TASK
Scan the lines below and report each one containing "OperationResult" by copying it.
[[ SUPPLIED MATERIAL, beginning ]]
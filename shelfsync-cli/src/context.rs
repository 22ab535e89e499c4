//! Wires a loaded [`Config`] into the concrete collaborators the core
//! needs: [`Catalog`], [`HttpRemoteClient`], [`RateGuard`], [`Orchestrator`]
//! and [`SyncReconciler`]. One context is built per CLI invocation.

use std::path::PathBuf;
use std::sync::Arc;
use std::time::Duration;

use anyhow::Context as _;
use shelfsync_config::{CliOverrides, Config, ConfigLoader, ConfigLoaderOptions, CredentialStore};
use shelfsync_core::{
    Catalog, HttpRemoteClient, OrchestratorConfig, RateGuard, RateGuardConfig, RemoteClient, SyncReconciler,
};

use crate::scanner::WalkdirScanner;

pub struct AppContext {
    pub config: Config,
    pub catalog: Catalog,
    pub remote: Arc<dyn RemoteClient>,
    pub rate_guard: Arc<RateGuard>,
    pub library_root: PathBuf,
}

impl AppContext {
    pub async fn build(config_path: Option<PathBuf>, overrides: CliOverrides) -> anyhow::Result<Self> {
        let loader = match config_path {
            Some(path) => ConfigLoader::with_options(ConfigLoaderOptions {
                config_path: Some(path),
                env_file: None,
            }),
            None => ConfigLoader::new(),
        };
        let config = loader.load(overrides)?;

        shelfsync_config::loader::self_check(&config)
            .map_err(|errors| anyhow::anyhow!("configuration is invalid:\n  - {}", errors.join("\n  - ")))?;

        let library_root = config
            .library
            .root
            .clone()
            .context("library root is not configured")?;

        let credentials = CredentialStore::for_store(&config.remote.store_name);
        let api_key = credentials.get_api_key()?;

        let remote: Arc<dyn RemoteClient> =
            Arc::new(HttpRemoteClient::new(config.remote.base_url.as_str(), api_key.expose())?);

        let rate_guard = Arc::new(RateGuard::new(RateGuardConfig {
            requests_per_minute: config.rate_guard.requests_per_minute,
            min_interval: Duration::from_secs(config.rate_guard.min_interval_secs),
            window: Duration::from_secs(config.rate_guard.window_secs),
            error_rate_trip_threshold: config.rate_guard.error_rate_trip_threshold,
            consecutive_rate_limit_trip: config.rate_guard.consecutive_rate_limit_trip,
            open_cooldown: Duration::from_secs(config.rate_guard.open_cooldown_secs),
        }));

        let catalog = Catalog::open(&config.catalog.db_path.to_string_lossy()).await?;

        Ok(Self {
            config,
            catalog,
            remote,
            rate_guard,
            library_root,
        })
    }

    pub fn orchestrator_config(&self) -> OrchestratorConfig {
        OrchestratorConfig {
            concurrency_limit: self.config.orchestrator.concurrency_limit,
            batch_limit: self.config.orchestrator.batch_limit as i64,
            import_timeout: Duration::from_secs(self.config.orchestrator.import_timeout_secs),
            visibility_timeout: Duration::from_secs(self.config.orchestrator.visibility_timeout_secs),
            post_batch_cooldown: Duration::from_secs(self.config.orchestrator.post_batch_cooldown_secs),
        }
    }

    /// Build just enough context for a query-only command (`status`) that
    /// needs the Catalog but not a resolved remote client or credentials —
    /// the operator can always inspect local state, even mid-outage.
    pub async fn build_catalog_only(config_path: Option<PathBuf>, overrides: CliOverrides) -> anyhow::Result<(Config, Catalog)> {
        let loader = match config_path {
            Some(path) => ConfigLoader::with_options(ConfigLoaderOptions {
                config_path: Some(path),
                env_file: None,
            }),
            None => ConfigLoader::new(),
        };
        let config = loader.load(overrides)?;
        let catalog = Catalog::open(&config.catalog.db_path.to_string_lossy()).await?;
        Ok((config, catalog))
    }

    pub fn reconciler(&self, operator_override: bool) -> (SyncReconciler, bool) {
        let scanner = Arc::new(WalkdirScanner::new());
        (
            SyncReconciler::new(
                self.catalog.clone(),
                self.remote.clone(),
                scanner,
                self.library_root.clone(),
                self.config.remote.store_name.clone(),
            ),
            operator_override,
        )
    }
}
use thiserror::Error;

/// Errors surfaced by shared model types (hashing, path normalization, parsing).
#[derive(Error, Debug)]
pub enum ModelError {
    #[error("invalid file path: {0}")]
    InvalidPath(String),

    #[error("serialization error: {0}")]
    Serialization(#[from] serde_json::Error),
}

/// Crate-local result alias.
pub type Result<T> = std::result::Result<T, ModelError>;
//! Concrete [`FileScanner`] for the CLI shell: walks the configured
//! library root and emits candidate text files. The core treats this as
//! an external collaborator; exclusion patterns are opaque to the core,
//! so they live entirely here.

use std::path::Path;
use std::time::UNIX_EPOCH;

use async_trait::async_trait;
use serde_json::json;
use shelfsync_core::error::{CoreError, Result};
use shelfsync_core::reconciler::FileScanner;
use shelfsync_model::{RelPath, ScannedFile};
use tracing::{debug, warn};
use walkdir::WalkDir;

/// Extensions considered eligible text documents. Kept intentionally small;
/// an operator curating a different corpus can fork this list.
const TEXT_EXTENSIONS: &[&str] = &["txt", "md", "markdown", "rst", "text", "adoc"];

const EXCLUDED_DIRS: &[&str] = &[".git", "node_modules", "target", ".shelfsync"];

/// Walks a directory tree on disk, normalizing paths relative to the
/// library root and extracting size/mtime metadata as the scanner
/// contract requires.
#[derive(Debug, Clone)]
pub struct WalkdirScanner;

impl WalkdirScanner {
    pub fn new() -> Self {
        Self
    }

    fn is_excluded(entry: &walkdir::DirEntry) -> bool {
        entry
            .file_name()
            .to_str()
            .map(|name| name.starts_with('.') || EXCLUDED_DIRS.contains(&name))
            .unwrap_or(false)
    }

    fn is_eligible_file(entry: &walkdir::DirEntry) -> bool {
        if !entry.file_type().is_file() {
            return false;
        }
        entry
            .path()
            .extension()
            .and_then(|e| e.to_str())
            .map(|ext| TEXT_EXTENSIONS.contains(&ext.to_ascii_lowercase().as_str()))
            .unwrap_or(false)
    }
}

impl Default for WalkdirScanner {
    fn default() -> Self {
        Self::new()
    }
}

#[async_trait]
impl FileScanner for WalkdirScanner {
    async fn scan(&self, library_root: &Path) -> Result<Vec<ScannedFile>> {
        let root = library_root.to_path_buf();
        tokio::task::spawn_blocking(move || scan_blocking(&root))
            .await
            .map_err(|e| CoreError::Internal(format!("scanner task panicked: {e}")))?
    }

    async fn read_bytes(&self, library_root: &Path, file_path: &RelPath) -> Result<Vec<u8>> {
        let full = library_root.join(file_path.as_str());
        Ok(tokio::fs::read(&full).await?)
    }
}

fn scan_blocking(root: &Path) -> Result<Vec<ScannedFile>> {
    let mut out = Vec::new();
    let walker = WalkDir::new(root)
        .follow_links(false)
        .into_iter()
        .filter_entry(|e| e.depth() == 0 || !WalkdirScanner::is_excluded(e));

    for entry in walker {
        let entry = match entry {
            Ok(e) => e,
            Err(e) => {
                warn!(error = %e, "skipping unreadable directory entry");
                continue;
            }
        };
        if !WalkdirScanner::is_eligible_file(&entry) {
            continue;
        }
        let metadata = match entry.metadata() {
            Ok(m) => m,
            Err(e) => {
                warn!(path = %entry.path().display(), error = %e, "skipping file with unreadable metadata");
                continue;
            }
        };
        let relative = match entry.path().strip_prefix(root) {
            Ok(p) => p,
            Err(_) => continue,
        };
        let mtime = metadata
            .modified()
            .ok()
            .and_then(|m| m.duration_since(UNIX_EPOCH).ok())
            .map(|d| d.as_secs_f64())
            .unwrap_or(0.0);

        let rel_path = RelPath::from(relative.to_string_lossy().to_string());
        debug!(path = %rel_path, size = metadata.len(), "scanned");
        out.push(ScannedFile {
            file_path: rel_path,
            size: metadata.len(),
            mtime,
            path_derived_metadata: path_derived_metadata(relative),
        });
    }

    Ok(out)
}

/// Path-derived metadata is opaque to the core; this extracts only the
/// directory segments a caller might use for faceting later.
fn path_derived_metadata(relative: &Path) -> serde_json::Value {
    let segments: Vec<String> = relative
        .parent()
        .map(|p| p.components().map(|c| c.as_os_str().to_string_lossy().to_string()).collect())
        .unwrap_or_default();
    json!({ "directory_segments": segments })
}

#[cfg(test)]
mod tests {
    use super::*;

    #[tokio::test]
    async fn scans_eligible_text_files_and_skips_others() {
        let dir = tempfile::tempdir().unwrap();
        std::fs::write(dir.path().join("a.txt"), b"hello").unwrap();
        std::fs::write(dir.path().join("image.png"), b"\x89PNG").unwrap();
        std::fs::create_dir_all(dir.path().join(".git")).unwrap();
        std::fs::write(dir.path().join(".git").join("ignored.txt"), b"nope").unwrap();

        let scanner = WalkdirScanner::new();
        let files = scanner.scan(dir.path()).await.unwrap();
        assert_eq!(files.len(), 1);
        assert_eq!(files[0].file_path.as_str(), "a.txt");
    }
}
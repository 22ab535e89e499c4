use chrono::{DateTime, Utc};
use shelfsync_model::{ErrorClass, FileRecord, FsmState, RelPath};

use crate::error::{CoreError, Result};

/// Raw row shape as stored in SQLite. Timestamps are persisted as RFC 3339
/// strings; `fsm_state` as its `SCREAMING_SNAKE_CASE` tag.
#[derive(Debug, Clone, sqlx::FromRow)]
pub(crate) struct FileRecordRow {
    pub file_path: String,
    pub content_hash: String,
    pub size: i64,
    pub mtime: f64,
    pub fsm_state: String,
    pub version: i64,
    pub remote_raw_id: Option<String>,
    pub remote_doc_id: Option<String>,
    pub orphan_raw_id: Option<String>,
    pub missing_since: Option<String>,
    pub upload_hash: Option<String>,
    pub enrichment_version: Option<String>,
    pub error_reason: Option<String>,
    pub error_class: Option<String>,
    pub attempt_count: i64,
    pub remote_expiration: Option<String>,
}

fn parse_timestamp(raw: &Option<String>, field: &str) -> Result<Option<DateTime<Utc>>> {
    match raw {
        None => Ok(None),
        Some(s) => DateTime::parse_from_rfc3339(s)
            .map(|dt| Some(dt.with_timezone(&Utc)))
            .map_err(|e| CoreError::Internal(format!("malformed {field} timestamp {s:?}: {e}"))),
    }
}

impl FileRecordRow {
    pub(crate) fn into_record(self) -> Result<FileRecord> {
        let fsm_state = FsmState::parse(&self.fsm_state)
            .ok_or_else(|| CoreError::Internal(format!("unknown fsm_state {:?}", self.fsm_state)))?;
        let error_class = match &self.error_class {
            None => None,
            Some(s) => Some(ErrorClass::parse(s).ok_or_else(|| CoreError::Internal(format!("unknown error_class {s:?}")))?),
        };
        Ok(FileRecord {
            file_path: RelPath::from(self.file_path),
            content_hash: self.content_hash,
            size: self.size as u64,
            mtime: self.mtime,
            fsm_state,
            version: self.version,
            remote_raw_id: self.remote_raw_id,
            remote_doc_id: self.remote_doc_id,
            orphan_raw_id: self.orphan_raw_id,
            missing_since: parse_timestamp(&self.missing_since, "missing_since")?,
            upload_hash: self.upload_hash,
            enrichment_version: self.enrichment_version,
            error_reason: self.error_reason,
            error_class,
            attempt_count: self.attempt_count,
            remote_expiration: parse_timestamp(&self.remote_expiration, "remote_expiration")?,
        })
    }
}

pub(crate) fn fmt_timestamp(ts: Option<DateTime<Utc>>) -> Option<String> {
    ts.map(|t| t.to_rfc3339())
}
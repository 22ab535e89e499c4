//! Thin, retry-naive contract over the managed search backend.
//!
//! Retries live in the Orchestrator, not here: every method either succeeds
//! or returns a [`CoreError`] classified as transient or permanent, and the
//! caller decides what to do about it.

use std::time::Duration;

use async_trait::async_trait;
use reqwest::{Client, StatusCode};
use serde::{Deserialize, Serialize};
use tracing::{debug, instrument};

use crate::error::{CoreError, Result};

/// A document reference as returned by [`RemoteClient::list_store_documents`].
#[derive(Debug, Clone, PartialEq, Serialize, Deserialize)]
pub struct DocumentRef {
    pub doc_id: String,
    pub display_name: String,
}

/// Outcome of a document visibility probe.
#[derive(Debug, Clone, Copy, PartialEq, Eq)]
pub enum DocumentStatus {
    Present,
    NotFound,
}

/// Handle to an in-flight import operation, returned by
/// [`RemoteClient::import_into_store`] and polled by
/// [`RemoteClient::await_operation`].
#[derive(Debug, Clone, PartialEq, Eq, Serialize, Deserialize)]
pub struct OperationHandle(pub String);

/// Contract over the remote search backend. Implementations must satisfy:
/// `display_name` is echoed verbatim (leading whitespace trimmed by the
/// caller before the call reaches here),
/// deletes are idempotent (404-equivalent counts as success), and document
/// identifiers follow the `<12-char-prefix>-<suffix>` form.
#[cfg_attr(test, mockall::automock)]
#[async_trait]
pub trait RemoteClient: Send + Sync + std::fmt::Debug {
    async fn upload_raw(&self, bytes: Vec<u8>, display_name: &str) -> Result<String>;

    async fn import_into_store(&self, raw_id: &str, store: &str) -> Result<OperationHandle>;

    async fn await_operation(&self, op: &OperationHandle, timeout: Duration) -> Result<String>;

    async fn get_document(&self, store: &str, doc_id: &str) -> Result<DocumentStatus>;

    async fn list_store_documents(&self, store: &str) -> Result<Vec<DocumentRef>>;

    async fn delete_document(&self, store: &str, doc_name: &str) -> Result<()>;

    async fn delete_raw(&self, raw_id: &str) -> Result<()>;

    async fn resolve_store(&self, name_or_resource: &str) -> Result<String>;
}

/// A retrieved document identifier embeds the raw-artifact id as its first
/// 12 characters, `-`-separated from a backend-assigned suffix. Every
/// lookup that needs this derivation must call this helper rather than
/// re-deriving the split locally.
pub fn split_doc_id(remote_doc_id: &str) -> (&str, &str) {
    match remote_doc_id.split_once('-') {
        Some((prefix, suffix)) => (prefix, suffix),
        None => (remote_doc_id, ""),
    }
}

/// HTTPS client SDK implementation, speaking a generic JSON HTTP API against
/// the configured backend base URL.
#[derive(Debug, Clone)]
pub struct HttpRemoteClient {
    http: Client,
    base_url: String,
    api_key: String,
}

#[derive(Serialize)]
struct ImportRequest<'a> {
    raw_id: &'a str,
    store: &'a str,
}

#[derive(Deserialize)]
struct ImportResponse {
    operation_name: String,
}

#[derive(Deserialize)]
struct OperationStatus {
    done: bool,
    #[serde(default)]
    response: Option<OperationResult>,
}

#[derive(Deserialize)]
struct OperationResult {
    document_name: String,
}

#[derive(Deserialize)]
struct ListDocumentsResponse {
    #[serde(default)]
    documents: Vec<RawDocument>,
}

#[derive(Deserialize)]
struct RawDocument {
    name: String,
    display_name: String,
}

impl HttpRemoteClient {
    pub fn new(base_url: impl Into<String>, api_key: impl Into<String>) -> Result<Self> {
        let http = Client::builder()
            .timeout(Duration::from_secs(120))
            .build()?;
        Ok(Self {
            http,
            base_url: base_url.into(),
            api_key: api_key.into(),
        })
    }

    fn classify_status(&self, status: StatusCode, body: String) -> CoreError {
        if status == StatusCode::TOO_MANY_REQUESTS || status.is_server_error() {
            CoreError::RemoteTransient {
                status: status.as_u16(),
                body,
            }
        } else {
            CoreError::RemotePermanent {
                status: status.as_u16(),
                body,
            }
        }
    }
}

#[async_trait]
impl RemoteClient for HttpRemoteClient {
    #[instrument(skip(self, bytes))]
    async fn upload_raw(&self, bytes: Vec<u8>, display_name: &str) -> Result<String> {
        // Leading whitespace on display_name has been observed to hang the
        // backend; trailing whitespace is safe and left alone.
        let trimmed = display_name.trim_start();
        let response = self
            .http
            .post(format!("{}/v1/raw:upload", self.base_url))
            .bearer_auth(&self.api_key)
            .query(&[("display_name", trimmed)])
            .body(bytes)
            .send()
            .await?;
        let status = response.status();
        if !status.is_success() {
            let body = response.text().await.unwrap_or_default();
            return Err(self.classify_status(status, body));
        }
        #[derive(Deserialize)]
        struct UploadResponse {
            name: String,
        }
        let parsed: UploadResponse = response.json().await?;
        Ok(parsed.name)
    }

    #[instrument(skip(self))]
    async fn import_into_store(&self, raw_id: &str, store: &str) -> Result<OperationHandle> {
        let response = self
            .http
            .post(format!("{}/v1/{store}/documents:import", self.base_url))
            .bearer_auth(&self.api_key)
            .json(&ImportRequest { raw_id, store })
            .send()
            .await?;
        let status = response.status();
        if !status.is_success() {
            let body = response.text().await.unwrap_or_default();
            return Err(self.classify_status(status, body));
        }
        let parsed: ImportResponse = response.json().await?;
        Ok(OperationHandle(parsed.operation_name))
    }

    #[instrument(skip(self))]
    async fn await_operation(&self, op: &OperationHandle, timeout: Duration) -> Result<String> {
        let deadline = tokio::time::Instant::now() + timeout;
        let mut backoff = Duration::from_millis(500);
        loop {
            let response = self
                .http
                .get(format!("{}/v1/{}", self.base_url, op.0))
                .bearer_auth(&self.api_key)
                .send()
                .await?;
            let status = response.status();
            if !status.is_success() {
                let body = response.text().await.unwrap_or_default();
                return Err(self.classify_status(status, body));
            }
            let parsed: OperationStatus = response.json().await?;
            if parsed.done {
                return parsed
                    .response
                    .map(|r| r.document_name)
                    .ok_or_else(|| CoreError::Internal(format!("operation {} done with no result", op.0)));
            }
            if tokio::time::Instant::now() >= deadline {
                return Err(CoreError::Timeout(format!("operation {} did not complete in time", op.0)));
            }
            tokio::time::sleep(backoff).await;
            backoff = (backoff.mul_f32(1.5)).min(Duration::from_secs(10));
        }
    }

    #[instrument(skip(self))]
    async fn get_document(&self, store: &str, doc_id: &str) -> Result<DocumentStatus> {
        let response = self
            .http
            .get(format!("{}/v1/{store}/documents/{doc_id}", self.base_url))
            .bearer_auth(&self.api_key)
            .send()
            .await?;
        match response.status() {
            StatusCode::OK => Ok(DocumentStatus::Present),
            StatusCode::NOT_FOUND => Ok(DocumentStatus::NotFound),
            status => {
                let body = response.text().await.unwrap_or_default();
                Err(self.classify_status(status, body))
            }
        }
    }

    #[instrument(skip(self))]
    async fn list_store_documents(&self, store: &str) -> Result<Vec<DocumentRef>> {
        let response = self
            .http
            .get(format!("{}/v1/{store}/documents", self.base_url))
            .bearer_auth(&self.api_key)
            .send()
            .await?;
        let status = response.status();
        if !status.is_success() {
            let body = response.text().await.unwrap_or_default();
            return Err(self.classify_status(status, body));
        }
        let parsed: ListDocumentsResponse = response.json().await?;
        Ok(parsed
            .documents
            .into_iter()
            .map(|d| DocumentRef {
                doc_id: d.name,
                display_name: d.display_name,
            })
            .collect())
    }

    #[instrument(skip(self))]
    async fn delete_document(&self, store: &str, doc_name: &str) -> Result<()> {
        let response = self
            .http
            .delete(format!("{}/v1/{store}/documents/{doc_name}", self.base_url))
            .query(&[("force", "true")])
            .bearer_auth(&self.api_key)
            .send()
            .await?;
        let status = response.status();
        if status.is_success() || status == StatusCode::NOT_FOUND {
            debug!(doc_name, "document delete idempotent success");
            return Ok(());
        }
        let body = response.text().await.unwrap_or_default();
        Err(self.classify_status(status, body))
    }

    #[instrument(skip(self))]
    async fn delete_raw(&self, raw_id: &str) -> Result<()> {
        let response = self
            .http
            .delete(format!("{}/v1/{raw_id}", self.base_url))
            .bearer_auth(&self.api_key)
            .send()
            .await?;
        let status = response.status();
        if status.is_success() || status == StatusCode::NOT_FOUND {
            return Ok(());
        }
        let body = response.text().await.unwrap_or_default();
        Err(self.classify_status(status, body))
    }

    #[instrument(skip(self))]
    async fn resolve_store(&self, name_or_resource: &str) -> Result<String> {
        if name_or_resource.starts_with("stores/") {
            return Ok(name_or_resource.to_string());
        }
        Ok(format!("stores/{name_or_resource}"))
    }
}
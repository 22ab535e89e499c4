use serde::{Deserialize, Serialize};

use crate::ids::RelPath;

/// Result of walking the library root and comparing it against the
/// Catalog. Drives what the Orchestrator is handed next and what
/// bookkeeping SyncReconciler performs directly.
#[derive(Debug, Clone, Default, Serialize, Deserialize)]
pub struct ChangeSet {
    pub new: Vec<RelPath>,
    pub modified: Vec<RelPath>,
    pub missing: Vec<RelPath>,
    pub unchanged: Vec<RelPath>,
    pub mtime_skipped: Vec<RelPath>,
}

impl ChangeSet {
    pub fn total_touched(&self) -> usize {
        self.new.len() + self.modified.len() + self.missing.len()
    }

    /// Paths that need to go through the upload pipeline: new and modified.
    pub fn pending_paths(&self) -> impl Iterator<Item = &RelPath> {
        self.new.iter().chain(self.modified.iter())
    }
}
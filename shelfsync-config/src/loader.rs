//! Layered configuration loading: defaults -> config file -> environment
//! -> CLI flags, built on the `config` crate's source-merging instead of
//! hand-rolled `Option::or` chains.

use std::path::PathBuf;

use tracing::{info, warn};

use crate::error::{ConfigError, Result};
use crate::models::Config;
use crate::validation;

const DEFAULT_CONFIG_LOCATIONS: &[&str] = &["shelfsync.toml", "config/shelfsync.toml"];
const ENV_PREFIX: &str = "SHELFSYNC";

#[derive(Debug, Default, Clone)]
pub struct ConfigLoaderOptions {
    pub config_path: Option<PathBuf>,
    pub env_file: Option<PathBuf>,
}

/// CLI-supplied overrides, applied after the file/env layers (highest
/// precedence in the layering order).
#[derive(Debug, Default, Clone)]
pub struct CliOverrides {
    pub library_root: Option<PathBuf>,
    pub store_name: Option<String>,
    pub base_url: Option<String>,
    pub concurrency_limit: Option<usize>,
}

#[derive(Debug)]
pub struct ConfigLoader {
    options: ConfigLoaderOptions,
}

impl ConfigLoader {
    pub fn new() -> Self {
        Self {
            options: ConfigLoaderOptions::default(),
        }
    }

    pub fn with_options(options: ConfigLoaderOptions) -> Self {
        Self { options }
    }

    pub fn with_config_path<P: Into<PathBuf>>(mut self, path: P) -> Self {
        self.options.config_path = Some(path.into());
        self
    }

    pub fn load(&self, overrides: CliOverrides) -> Result<Config> {
        let env_file_loaded = self.load_env_file()?;

        if let Some(path) = &self.options.config_path {
            if !path.exists() {
                return Err(ConfigError::MissingConfig { path: path.clone() });
            }
        }

        let config_path = self.resolve_config_path();
        let config_present = config_path.as_ref().is_some_and(|p| p.exists());

        if !config_present {
            warn!("no shelfsync.toml found; falling back to environment variables and defaults");
        }

        let mut builder = config::Config::builder()
            .set_default("catalog.db_path", "shelfsync.db")?
            .set_default("orchestrator.concurrency_limit", 10i64)?
            .set_default("orchestrator.batch_limit", 256i64)?
            .set_default("orchestrator.import_timeout_secs", 120i64)?
            .set_default("orchestrator.visibility_timeout_secs", 300i64)?
            .set_default("orchestrator.post_batch_cooldown_secs", 30i64)?
            .set_default("orchestrator.prune_window_days", 7i64)?
            .set_default("rate_guard.requests_per_minute", 20i64)?
            .set_default("rate_guard.min_interval_secs", 3i64)?
            .set_default("rate_guard.window_secs", 60i64)?
            .set_default("rate_guard.error_rate_trip_threshold", 0.05)?
            .set_default("rate_guard.consecutive_rate_limit_trip", 3i64)?
            .set_default("rate_guard.open_cooldown_secs", 30i64)?
            .set_default("remote.base_url", "")?
            .set_default("remote.store_name", "")?;

        if let Some(path) = &config_path {
            if config_present {
                builder = builder.add_source(config::File::from(path.as_path()).required(false));
            }
        }

        builder = builder.add_source(
            config::Environment::with_prefix(ENV_PREFIX)
                .separator("__")
                .try_parsing(true),
        );

        let merged = builder.build()?;
        let mut resolved: Config = merged.try_deserialize()?;

        self.apply_overrides(&mut resolved, overrides);

        resolved.metadata.config_path = config_path;
        resolved.metadata.env_file_loaded = env_file_loaded;

        if let Some(root) = &resolved.library.root {
            if let Err(e) = validation::validate_library_root(&root.to_string_lossy()) {
                return Err(ConfigError::Invalid(e));
            }
        }

        info!(
            store = %resolved.remote.store_name,
            concurrency_limit = resolved.orchestrator.concurrency_limit,
            "configuration loaded"
        );

        Ok(resolved)
    }

    fn apply_overrides(&self, config: &mut Config, overrides: CliOverrides) {
        if let Some(root) = overrides.library_root {
            config.library.root = Some(root);
        }
        if let Some(store_name) = overrides.store_name {
            config.remote.store_name = store_name;
        }
        if let Some(base_url) = overrides.base_url {
            config.remote.base_url = base_url;
        }
        if let Some(limit) = overrides.concurrency_limit {
            config.orchestrator.concurrency_limit = limit;
        }
    }

    fn load_env_file(&self) -> Result<bool> {
        let result = match &self.options.env_file {
            Some(path) => dotenvy::from_path(path),
            None => dotenvy::dotenv().map(|_| ()),
        };
        match result {
            Ok(()) => Ok(true),
            Err(dotenvy::Error::Io(_)) => Ok(false),
            Err(other) => Err(ConfigError::EnvFile(other)),
        }
    }

    fn resolve_config_path(&self) -> Option<PathBuf> {
        if let Some(explicit) = &self.options.config_path {
            return Some(explicit.clone());
        }
        DEFAULT_CONFIG_LOCATIONS
            .iter()
            .map(PathBuf::from)
            .find(|candidate: &PathBuf| candidate.exists())
    }
}

impl Default for ConfigLoader {
    fn default() -> Self {
        Self::new()
    }
}

/// Convenience used by the self-check: validates library root, store
/// name, and base URL together so a misconfigured operator sees every
/// problem in one pass.
pub fn self_check(config: &Config) -> std::result::Result<(), Vec<String>> {
    validation::apply_guard_rails(config)
}

#[cfg(test)]
mod tests {
    use super::*;
    use std::io::Write;

    fn isolated_dir() -> tempfile::TempDir {
        tempfile::tempdir().unwrap()
    }

    #[test]
    fn defaults_apply_when_no_file_or_env_present() {
        let dir = isolated_dir();
        let loader = ConfigLoader::with_options(ConfigLoaderOptions {
            config_path: None,
            env_file: Some(dir.path().join("missing.env")),
        });
        let config = loader.load(CliOverrides::default()).unwrap();
        assert_eq!(config.orchestrator.concurrency_limit, 10);
        assert_eq!(config.rate_guard.requests_per_minute, 20);
        assert_eq!(config.catalog.db_path, PathBuf::from("shelfsync.db"));
    }

    #[test]
    fn explicit_missing_config_path_is_an_error() {
        let dir = isolated_dir();
        let loader = ConfigLoader::new().with_config_path(dir.path().join("nope.toml"));
        let err = loader.load(CliOverrides::default()).unwrap_err();
        assert!(matches!(err, ConfigError::MissingConfig { .. }));
    }

    #[test]
    fn file_values_are_overridden_by_cli_overrides() {
        let dir = isolated_dir();
        let path = dir.path().join("shelfsync.toml");
        let mut f = std::fs::File::create(&path).unwrap();
        writeln!(
            f,
            r#"
            [remote]
            base_url = "https://file.example.com"
            store_name = "from-file"

            [orchestrator]
            concurrency_limit = 4
            batch_limit = 256
            import_timeout_secs = 120
            visibility_timeout_secs = 300
            post_batch_cooldown_secs = 30
            prune_window_days = 7

            [rate_guard]
            requests_per_minute = 20
            min_interval_secs = 3
            window_secs = 60
            error_rate_trip_threshold = 0.05
            consecutive_rate_limit_trip = 3
            open_cooldown_secs = 30

            [catalog]
            db_path = "shelfsync.db"
            "#
        )
        .unwrap();

        let loader = ConfigLoader::new().with_config_path(&path);
        let overrides = CliOverrides {
            store_name: Some("from-cli".to_string()),
            concurrency_limit: Some(99),
            ..Default::default()
        };
        let config = loader.load(overrides).unwrap();

        assert_eq!(config.remote.store_name, "from-cli", "CLI override must win over the file");
        assert_eq!(config.remote.base_url, "https://file.example.com", "unoverridden fields keep the file value");
        assert_eq!(config.orchestrator.concurrency_limit, 99);
    }

    #[test]
    fn self_check_flags_unconfigured_library_root() {
        let config = Config::default();
        let errors = self_check(&config).unwrap_err();
        assert!(errors.iter().any(|e| e.contains("library root")));
    }
}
[[ SUPPLIED MATERIAL, end ]]
ANSWER SECTION
    response: Option<OperationResult>,
struct OperationResult {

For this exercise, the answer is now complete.